_ACTIVITY_. Repeat exactly the lines from the first line of the records through the line containing "pub type ProcessRecord", and nothing more.

[Saved data entries]
+ + +

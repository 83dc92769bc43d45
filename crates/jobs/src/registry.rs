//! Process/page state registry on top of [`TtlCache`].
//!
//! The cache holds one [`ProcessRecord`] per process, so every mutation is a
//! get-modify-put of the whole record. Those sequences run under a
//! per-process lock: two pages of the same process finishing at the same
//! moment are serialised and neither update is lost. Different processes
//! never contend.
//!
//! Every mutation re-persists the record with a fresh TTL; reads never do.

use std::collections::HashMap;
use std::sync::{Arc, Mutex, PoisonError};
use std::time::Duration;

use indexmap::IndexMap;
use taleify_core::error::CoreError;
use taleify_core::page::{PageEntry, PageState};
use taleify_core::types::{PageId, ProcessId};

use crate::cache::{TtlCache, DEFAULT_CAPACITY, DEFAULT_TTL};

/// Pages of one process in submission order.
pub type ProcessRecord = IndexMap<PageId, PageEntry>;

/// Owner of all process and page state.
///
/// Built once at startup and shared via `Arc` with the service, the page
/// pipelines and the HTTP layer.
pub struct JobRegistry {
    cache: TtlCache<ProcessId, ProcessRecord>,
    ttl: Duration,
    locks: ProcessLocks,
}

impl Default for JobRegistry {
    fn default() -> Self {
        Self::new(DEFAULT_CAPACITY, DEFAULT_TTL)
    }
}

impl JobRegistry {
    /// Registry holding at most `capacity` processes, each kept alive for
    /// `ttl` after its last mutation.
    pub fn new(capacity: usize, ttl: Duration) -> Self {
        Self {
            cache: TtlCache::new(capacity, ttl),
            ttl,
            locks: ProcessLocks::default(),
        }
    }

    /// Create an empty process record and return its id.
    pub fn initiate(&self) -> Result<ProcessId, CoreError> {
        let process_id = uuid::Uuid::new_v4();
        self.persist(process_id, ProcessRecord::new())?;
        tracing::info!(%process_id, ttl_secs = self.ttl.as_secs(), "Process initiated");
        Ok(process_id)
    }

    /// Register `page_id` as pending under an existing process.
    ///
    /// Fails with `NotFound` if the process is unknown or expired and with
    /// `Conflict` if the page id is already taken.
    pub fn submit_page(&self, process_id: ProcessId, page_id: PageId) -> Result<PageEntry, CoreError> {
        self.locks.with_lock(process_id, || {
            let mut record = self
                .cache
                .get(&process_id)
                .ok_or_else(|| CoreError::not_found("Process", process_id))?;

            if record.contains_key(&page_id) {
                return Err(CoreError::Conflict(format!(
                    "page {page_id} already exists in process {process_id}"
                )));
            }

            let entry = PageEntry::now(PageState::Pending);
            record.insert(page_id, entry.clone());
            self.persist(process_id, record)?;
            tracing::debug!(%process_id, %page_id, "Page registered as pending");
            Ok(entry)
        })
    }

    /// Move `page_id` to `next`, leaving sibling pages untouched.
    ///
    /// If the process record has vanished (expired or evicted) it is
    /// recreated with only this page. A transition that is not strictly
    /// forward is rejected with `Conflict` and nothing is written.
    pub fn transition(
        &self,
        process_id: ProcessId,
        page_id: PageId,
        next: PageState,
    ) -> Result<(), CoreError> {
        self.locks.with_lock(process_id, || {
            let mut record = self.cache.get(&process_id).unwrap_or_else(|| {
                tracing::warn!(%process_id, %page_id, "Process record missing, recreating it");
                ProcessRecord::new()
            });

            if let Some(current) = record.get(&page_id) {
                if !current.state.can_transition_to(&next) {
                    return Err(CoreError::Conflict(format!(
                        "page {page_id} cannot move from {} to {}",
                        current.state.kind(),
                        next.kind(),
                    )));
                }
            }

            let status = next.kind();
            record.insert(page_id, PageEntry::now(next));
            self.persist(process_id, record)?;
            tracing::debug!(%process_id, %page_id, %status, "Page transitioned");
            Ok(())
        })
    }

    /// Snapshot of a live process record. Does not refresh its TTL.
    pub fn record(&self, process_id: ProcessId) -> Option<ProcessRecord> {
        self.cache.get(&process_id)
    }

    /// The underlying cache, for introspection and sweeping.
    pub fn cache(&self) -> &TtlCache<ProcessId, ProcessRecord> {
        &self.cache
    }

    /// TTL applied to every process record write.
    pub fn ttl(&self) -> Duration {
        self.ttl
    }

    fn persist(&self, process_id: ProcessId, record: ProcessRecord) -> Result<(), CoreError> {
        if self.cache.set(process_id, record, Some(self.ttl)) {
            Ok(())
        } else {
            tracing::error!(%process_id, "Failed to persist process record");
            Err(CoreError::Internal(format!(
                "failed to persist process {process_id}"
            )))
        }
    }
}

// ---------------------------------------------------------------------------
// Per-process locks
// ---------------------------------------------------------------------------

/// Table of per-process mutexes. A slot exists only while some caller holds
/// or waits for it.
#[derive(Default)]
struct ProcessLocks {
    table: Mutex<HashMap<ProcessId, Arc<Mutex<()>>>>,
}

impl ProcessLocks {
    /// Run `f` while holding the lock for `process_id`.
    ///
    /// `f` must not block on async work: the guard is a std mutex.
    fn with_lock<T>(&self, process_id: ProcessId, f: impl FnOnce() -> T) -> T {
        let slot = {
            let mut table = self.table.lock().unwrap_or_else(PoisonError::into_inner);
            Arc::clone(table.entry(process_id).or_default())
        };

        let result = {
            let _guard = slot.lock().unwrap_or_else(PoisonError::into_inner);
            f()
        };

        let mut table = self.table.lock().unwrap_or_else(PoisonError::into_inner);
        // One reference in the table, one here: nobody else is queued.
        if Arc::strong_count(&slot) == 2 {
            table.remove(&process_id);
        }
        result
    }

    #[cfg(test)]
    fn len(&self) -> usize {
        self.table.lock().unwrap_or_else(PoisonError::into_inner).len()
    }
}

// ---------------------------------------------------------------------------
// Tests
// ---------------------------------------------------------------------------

+ + +

_EXERCISE OUTPUT_.
repository 83dc92769bc43d45
filename crates/jobs/src/registry.rs
//! Process/page state registry on top of [`TtlCache`].
//!
//! The cache holds one [`ProcessRecord`] per process, so every mutation is a
//! get-modify-put of the whole record. Those sequences run under a
//! per-process lock: two pages of the same process finishing at the same
//! moment are serialised and neither update is lost. Different processes
//! never contend.
//!
//! Every mutation re-persists the record with a fresh TTL; reads never do.

use std::collections::HashMap;
use std::sync::{Arc, Mutex, PoisonError};
use std::time::Duration;

use indexmap::IndexMap;
use taleify_core::error::CoreError;
use taleify_core::page::{PageEntry, PageState};
use taleify_core::types::{PageId, ProcessId};

use crate::cache::{TtlCache, DEFAULT_CAPACITY, DEFAULT_TTL};

/// Pages of one process in submission order.
pub type ProcessRecord = IndexMap<PageId, PageEntry>;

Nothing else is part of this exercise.